"""
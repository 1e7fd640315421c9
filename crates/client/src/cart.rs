//! Client-side shopping cart.
//!
//! The [`CartManager`] owns the ordered cart lines, derives totals and
//! counts, mirrors every mutation into durable storage, and broadcasts the
//! committed state to subscribers. Persistence always happens before
//! publication: an observer never sees a state that is not already written.

use digital_cafe_core::{CartLine, MenuItemId, Price};
use tracing::{debug, warn};

use crate::gateway::types::OrderItemRequest;
use crate::storage::{SharedStore, StoreError, keys};
use crate::subscription::{Subscribers, SubscriptionId};

/// Errors raised by cart mutations.
#[derive(Debug, thiserror::Error)]
pub enum CartError {
    /// A line was added or replaced with a quantity below 1.
    #[error("cart line quantity must be at least 1, got {quantity}")]
    InvalidQuantity {
        /// The rejected quantity.
        quantity: u32,
    },

    /// The mutation could not be persisted; the in-memory cart was not
    /// changed either.
    #[error(transparent)]
    Store(#[from] StoreError),
}

/// Outcome of reading the persisted cart at startup.
#[derive(Debug, Clone, Copy, PartialEq, Eq)]
pub enum CartRehydration {
    /// No persisted cart existed.
    Empty,
    /// The persisted cart was adopted.
    Restored {
        /// Number of distinct lines restored.
        lines: usize,
    },
    /// The persisted cart was malformed. It was discarded, the stored
    /// record removed, and the cart started empty. Hosts should show a
    /// non-fatal warning.
    Recovered,
}

/// State delivered to cart observers after every committed mutation.
#[derive(Debug, Clone)]
pub struct CartUpdate {
    /// Immutable copy of the ordered lines.
    pub lines: Vec<CartLine>,
    /// Sum of quantities across lines (the header badge number).
    pub line_count: u32,
}

/// Owner of the client-side cart.
///
/// Insertion order is display order. At most one line exists per menu item;
/// adding an item already present merges quantities.
pub struct CartManager {
    store: SharedStore,
    lines: Vec<CartLine>,
    subscribers: Subscribers<CartUpdate>,
}

impl CartManager {
    /// Rehydrate the cart from durable storage.
    ///
    /// Absent state starts an empty cart. Malformed state - bytes that do
    /// not parse, a line with quantity 0, or a duplicated menu item - is
    /// discarded along with its stored record, and the cart starts empty.
    /// Corrupt local data never aborts startup.
    #[must_use]
    pub fn load(store: SharedStore) -> (Self, CartRehydration) {
        let raw = match store.borrow().get(keys::CART) {
            Ok(raw) => raw,
            Err(err) => {
                warn!(error = %err, "cart storage unreadable, starting empty");
                None
            }
        };

        let (lines, outcome) = match raw {
            None => (Vec::new(), CartRehydration::Empty),
            Some(bytes) => match serde_json::from_slice::<Vec<CartLine>>(&bytes) {
                Ok(lines) if lines_are_valid(&lines) => {
                    debug!(lines = lines.len(), "cart restored from storage");
                    let count = lines.len();
                    (lines, CartRehydration::Restored { lines: count })
                }
                Ok(_) => {
                    warn!("persisted cart violates invariants, discarding");
                    discard_persisted_cart(&store);
                    (Vec::new(), CartRehydration::Recovered)
                }
                Err(err) => {
                    warn!(error = %err, "persisted cart malformed, discarding");
                    discard_persisted_cart(&store);
                    (Vec::new(), CartRehydration::Recovered)
                }
            },
        };

        (
            Self {
                store,
                lines,
                subscribers: Subscribers::new(),
            },
            outcome,
        )
    }

    // -------------------------------------------------------------------------
    // Mutations
    // -------------------------------------------------------------------------

    /// Add a line to the cart.
    ///
    /// If a line for the same menu item already exists its quantity is
    /// incremented by `line.quantity`; otherwise the line is appended.
    ///
    /// # Errors
    ///
    /// Returns [`CartError::InvalidQuantity`] for a quantity below 1, and
    /// [`CartError::Store`] if persistence fails (the cart is unchanged).
    pub fn add_line(&mut self, line: CartLine) -> Result<(), CartError> {
        if line.quantity < 1 {
            return Err(CartError::InvalidQuantity {
                quantity: line.quantity,
            });
        }

        match self.position_of(line.menu_item_id) {
            Some(index) => {
                let mut merged = self.lines.clone();
                if let Some(existing) = merged.get_mut(index) {
                    existing.quantity += line.quantity;
                }
                self.commit(merged)?;
            }
            None => {
                let mut appended = self.lines.clone();
                appended.push(line);
                self.commit(appended)?;
            }
        }
        Ok(())
    }

    /// Remove the line for `menu_item_id`. Removing an absent line is not
    /// an error; the (unchanged) state is still persisted and republished.
    ///
    /// # Errors
    ///
    /// Returns [`CartError::Store`] if persistence fails.
    pub fn remove_line(&mut self, menu_item_id: MenuItemId) -> Result<(), CartError> {
        let mut remaining = self.lines.clone();
        remaining.retain(|line| line.menu_item_id != menu_item_id);
        self.commit(remaining)?;
        Ok(())
    }

    /// Set the quantity of an existing line. A quantity of 0 removes the
    /// line. If no line matches, nothing happens.
    ///
    /// # Errors
    ///
    /// Returns [`CartError::Store`] if persistence fails.
    pub fn set_quantity(&mut self, menu_item_id: MenuItemId, quantity: u32) -> Result<(), CartError> {
        if quantity == 0 {
            return self.remove_line(menu_item_id);
        }
        let Some(index) = self.position_of(menu_item_id) else {
            return Ok(());
        };
        let mut updated = self.lines.clone();
        if let Some(line) = updated.get_mut(index) {
            line.quantity = quantity;
        }
        self.commit(updated)?;
        Ok(())
    }

    /// Replace the line matching `line.menu_item_id` in place. A line that
    /// is not present is left alone (no-op, no publication).
    ///
    /// # Errors
    ///
    /// Returns [`CartError::InvalidQuantity`] if the replacement quantity
    /// is below 1, and [`CartError::Store`] if persistence fails.
    pub fn update_line(&mut self, line: CartLine) -> Result<(), CartError> {
        if line.quantity < 1 {
            return Err(CartError::InvalidQuantity {
                quantity: line.quantity,
            });
        }
        let Some(index) = self.position_of(line.menu_item_id) else {
            return Ok(());
        };
        let mut updated = self.lines.clone();
        if let Some(slot) = updated.get_mut(index) {
            *slot = line;
        }
        self.commit(updated)?;
        Ok(())
    }

    /// Empty the cart and remove its persisted record.
    ///
    /// # Errors
    ///
    /// Returns [`CartError::Store`] if the stored record cannot be removed.
    pub fn clear(&mut self) -> Result<(), CartError> {
        self.store.borrow_mut().delete(keys::CART)?;
        self.lines.clear();
        self.publish();
        Ok(())
    }

    // -------------------------------------------------------------------------
    // Reads
    // -------------------------------------------------------------------------

    /// Immutable copy of the current ordered lines. Later mutations are
    /// never observable through a returned snapshot.
    #[must_use]
    pub fn snapshot(&self) -> Vec<CartLine> {
        self.lines.clone()
    }

    /// Sum of `unit_price * quantity` over all lines, computed fresh on
    /// every call. Totals are never cached.
    #[must_use]
    pub fn total(&self) -> Price {
        self.lines
            .iter()
            .fold(Price::ZERO, |sum, line| sum.plus(line.subtotal()))
    }

    /// Sum of quantities across lines. Distinct from the number of lines.
    #[must_use]
    pub fn line_count(&self) -> u32 {
        self.lines.iter().map(|line| line.quantity).sum()
    }

    /// Number of distinct lines.
    #[must_use]
    pub fn distinct_lines(&self) -> usize {
        self.lines.len()
    }

    /// Whether the cart holds no lines.
    #[must_use]
    pub fn is_empty(&self) -> bool {
        self.lines.is_empty()
    }

    /// Read-only projection of the cart into order request items.
    ///
    /// Building the payload does not mutate the cart; the cart is cleared
    /// only after the backend acknowledges the order.
    #[must_use]
    pub fn order_items(&self) -> Vec<OrderItemRequest> {
        self.lines
            .iter()
            .map(|line| OrderItemRequest {
                menu_item_id: line.menu_item_id,
                quantity: line.quantity,
                price: line.unit_price,
                special_instructions: line.special_instructions.clone(),
            })
            .collect()
    }

    // -------------------------------------------------------------------------
    // Subscription
    // -------------------------------------------------------------------------

    /// Register an observer of cart state.
    ///
    /// The observer immediately receives the current state, then the
    /// committed state after every mutation.
    pub fn subscribe(&mut self, mut observer: impl FnMut(&CartUpdate) + 'static) -> SubscriptionId {
        let current = self.current_update();
        observer(&current);
        self.subscribers.subscribe(observer)
    }

    /// Remove a previously registered observer.
    pub fn unsubscribe(&mut self, id: SubscriptionId) -> bool {
        self.subscribers.unsubscribe(id)
    }

    // -------------------------------------------------------------------------
    // Internals
    // -------------------------------------------------------------------------

    fn position_of(&self, menu_item_id: MenuItemId) -> Option<usize> {
        self.lines
            .iter()
            .position(|line| line.menu_item_id == menu_item_id)
    }

    /// Persist `next`, adopt it, then publish. The in-memory cart is only
    /// replaced once the write has succeeded, so a failed write leaves
    /// both the durable and the observable state untouched.
    fn commit(&mut self, next: Vec<CartLine>) -> Result<(), CartError> {
        let bytes = serde_json::to_vec(&next).map_err(StoreError::from)?;
        self.store.borrow_mut().set(keys::CART, &bytes)?;
        self.lines = next;
        self.publish();
        Ok(())
    }

    fn publish(&mut self) {
        let update = self.current_update();
        self.subscribers.publish(&update);
    }

    fn current_update(&self) -> CartUpdate {
        CartUpdate {
            lines: self.lines.clone(),
            line_count: self.line_count(),
        }
    }
}

impl std::fmt::Debug for CartManager {
    fn fmt(&self, f: &mut std::fmt::Formatter<'_>) -> std::fmt::Result {
        f.debug_struct("CartManager")
            .field("lines", &self.lines)
            .field("subscribers", &self.subscribers)
            .finish_non_exhaustive()
    }
}

/// Structural validation applied to rehydrated carts: quantities at least
/// 1 and at most one line per menu item.
fn lines_are_valid(lines: &[CartLine]) -> bool {
    let mut seen = std::collections::HashSet::new();
    lines
        .iter()
        .all(|line| line.is_valid() && seen.insert(line.menu_item_id))
}

fn discard_persisted_cart(store: &SharedStore) {
    if let Err(err) = store.borrow_mut().delete(keys::CART) {
        warn!(error = %err, "failed to remove corrupt cart record");
    }
}
//! Durable local key-value storage.
//!
//! The cart and session persist their state between runs through the
//! [`PersistentStore`] trait. Production code uses [`JsonFileStore`], a
//! single JSON document on disk written atomically; tests inject
//! [`MemoryStore`]. Each key has last-write-wins semantics.

use std::cell::RefCell;
use std::collections::HashMap;
use std::fs;
use std::io::Write as _;
use std::path::{Path, PathBuf};
use std::rc::Rc;

use tracing::warn;

/// Names of the persisted keys.
pub mod keys {
    /// Opaque bearer credential.
    pub const AUTH_TOKEN: &str = "auth_token";
    /// Serialized principal of the logged-in user.
    pub const CURRENT_USER: &str = "current_user";
    /// Serialized ordered cart lines.
    pub const CART: &str = "cart";
}

/// Errors raised by a [`PersistentStore`].
#[derive(Debug, thiserror::Error)]
pub enum StoreError {
    /// Reading or writing the backing file failed.
    #[error("storage I/O failed: {0}")]
    Io(#[from] std::io::Error),

    /// The store document could not be serialized.
    #[error("storage document malformed: {0}")]
    Malformed(#[from] serde_json::Error),

    /// A stored value is not valid UTF-8 and cannot live in the JSON document.
    #[error("value for key {key:?} is not valid UTF-8")]
    NonUtf8 {
        /// The offending key.
        key: String,
    },
}

/// Key-value storage for JSON-serializable client state.
///
/// Implementations must be durable across process restarts (except test
/// fakes) and must apply each `set`/`delete` before returning, so that
/// callers can publish state only after it is safely written.
pub trait PersistentStore {
    /// Read the raw bytes stored under `key`, if any.
    ///
    /// # Errors
    ///
    /// Returns [`StoreError`] if the backing store cannot be read.
    fn get(&self, key: &str) -> Result<Option<Vec<u8>>, StoreError>;

    /// Durably write `value` under `key`, replacing any previous value.
    ///
    /// # Errors
    ///
    /// Returns [`StoreError`] if the write cannot be completed.
    fn set(&mut self, key: &str, value: &[u8]) -> Result<(), StoreError>;

    /// Remove `key` and its value. Removing an absent key is a no-op.
    ///
    /// # Errors
    ///
    /// Returns [`StoreError`] if the removal cannot be persisted.
    fn delete(&mut self, key: &str) -> Result<(), StoreError>;
}

/// Shared handle to the one durable store of the process.
///
/// The client is single-threaded and cooperative, so plain `Rc<RefCell<_>>`
/// is the right sharing primitive; there is nothing to lock.
pub type SharedStore = Rc<RefCell<dyn PersistentStore>>;

/// Wrap a concrete store into a [`SharedStore`].
pub fn shared(store: impl PersistentStore + 'static) -> SharedStore {
    Rc::new(RefCell::new(store))
}

// =============================================================================
// MemoryStore
// =============================================================================

/// In-memory store for tests and ephemeral sessions.
#[derive(Debug, Default)]
pub struct MemoryStore {
    entries: HashMap<String, Vec<u8>>,
}

impl MemoryStore {
    /// Create an empty store.
    #[must_use]
    pub fn new() -> Self {
        Self::default()
    }
}

impl PersistentStore for MemoryStore {
    fn get(&self, key: &str) -> Result<Option<Vec<u8>>, StoreError> {
        Ok(self.entries.get(key).cloned())
    }

    fn set(&mut self, key: &str, value: &[u8]) -> Result<(), StoreError> {
        self.entries.insert(key.to_owned(), value.to_vec());
        Ok(())
    }

    fn delete(&mut self, key: &str) -> Result<(), StoreError> {
        self.entries.remove(key);
        Ok(())
    }
}

// =============================================================================
// JsonFileStore
// =============================================================================

/// File-backed store: one JSON object mapping keys to string values.
///
/// Every write rewrites the whole document through a temp file and rename,
/// so a crash mid-write leaves the previous document intact. A document
/// that fails to parse at startup is discarded with a warning rather than
/// aborting the client.
#[derive(Debug)]
pub struct JsonFileStore {
    path: PathBuf,
    entries: HashMap<String, String>,
}

impl JsonFileStore {
    /// Open (or create) the store document at `path`.
    ///
    /// # Errors
    ///
    /// Returns [`StoreError::Io`] if an existing document cannot be read.
    /// A document that exists but does not parse is treated as corrupt:
    /// it is dropped and the store starts empty.
    pub fn open(path: impl Into<PathBuf>) -> Result<Self, StoreError> {
        let path = path.into();
        let entries = match fs::read(&path) {
            Ok(bytes) => match serde_json::from_slice::<HashMap<String, String>>(&bytes) {
                Ok(entries) => entries,
                Err(err) => {
                    warn!(path = %path.display(), error = %err, "store document corrupt, starting empty");
                    HashMap::new()
                }
            },
            Err(err) if err.kind() == std::io::ErrorKind::NotFound => HashMap::new(),
            Err(err) => return Err(err.into()),
        };
        Ok(Self { path, entries })
    }

    /// Path of the backing document.
    #[must_use]
    pub fn path(&self) -> &Path {
        &self.path
    }

    fn flush(&self) -> Result<(), StoreError> {
        let document = serde_json::to_vec_pretty(&self.entries)?;
        let tmp = self.path.with_extension("tmp");
        {
            let mut file = fs::File::create(&tmp)?;
            file.write_all(&document)?;
            file.sync_all()?;
        }
        fs::rename(&tmp, &self.path)?;
        Ok(())
    }
}

impl PersistentStore for JsonFileStore {
    fn get(&self, key: &str) -> Result<Option<Vec<u8>>, StoreError> {
        Ok(self.entries.get(key).map(|v| v.clone().into_bytes()))
    }

    fn set(&mut self, key: &str, value: &[u8]) -> Result<(), StoreError> {
        let text = String::from_utf8(value.to_vec()).map_err(|_| StoreError::NonUtf8 {
            key: key.to_owned(),
        })?;
        self.entries.insert(key.to_owned(), text);
        self.flush()
    }

    fn delete(&mut self, key: &str) -> Result<(), StoreError> {
        if self.entries.remove(key).is_some() {
            self.flush()?;
        }
        Ok(())
    }
}

#[cfg(test)]
#[allow(clippy::unwrap_used)]
mod tests {
    use super::*;
    use std::sync::atomic::{AtomicU32, Ordering};

    fn temp_path(tag: &str) -> PathBuf {
        static COUNTER: AtomicU32 = AtomicU32::new(0);
        let n = COUNTER.fetch_add(1, Ordering::Relaxed);
        std::env::temp_dir().join(format!(
            "digital-cafe-store-{}-{tag}-{n}.json",
            std::process::id()
        ))
    }

    #[test]
    fn test_memory_store_round_trip() {
        let mut store = MemoryStore::new();
        assert_eq!(store.get(keys::CART).unwrap(), None);

        store.set(keys::CART, b"[1,2]").unwrap();
        assert_eq!(store.get(keys::CART).unwrap().as_deref(), Some(&b"[1,2]"[..]));

        store.delete(keys::CART).unwrap();
        assert_eq!(store.get(keys::CART).unwrap(), None);
        // deleting again is a no-op
        store.delete(keys::CART).unwrap();
    }

    #[test]
    fn test_file_store_survives_reopen() {
        let path = temp_path("reopen");
        {
            let mut store = JsonFileStore::open(&path).unwrap();
            store.set(keys::AUTH_TOKEN, b"tok").unwrap();
        }
        let store = JsonFileStore::open(&path).unwrap();
        assert_eq!(
            store.get(keys::AUTH_TOKEN).unwrap().as_deref(),
            Some(&b"tok"[..])
        );
        fs::remove_file(&path).ok();
    }

    #[test]
    fn test_file_store_corrupt_document_starts_empty() {
        let path = temp_path("corrupt");
        fs::write(&path, b"{not json").unwrap();

        let store = JsonFileStore::open(&path).unwrap();
        assert_eq!(store.get(keys::CART).unwrap(), None);
        fs::remove_file(&path).ok();
    }

    #[test]
    fn test_file_store_rejects_non_utf8_values() {
        let path = temp_path("utf8");
        let mut store = JsonFileStore::open(&path).unwrap();
        let result = store.set(keys::CART, &[0xff, 0xfe]);
        assert!(matches!(result, Err(StoreError::NonUtf8 { .. })));
        fs::remove_file(&path).ok();
    }
}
"""
» Exercise directions:
Every line with "startup" in it should be copied from the entries.

» Your response:
/// Outcome of reading the persisted cart at startup.
    /// Corrupt local data never aborts startup.
/// that fails to parse at startup is discarded with a warning rather than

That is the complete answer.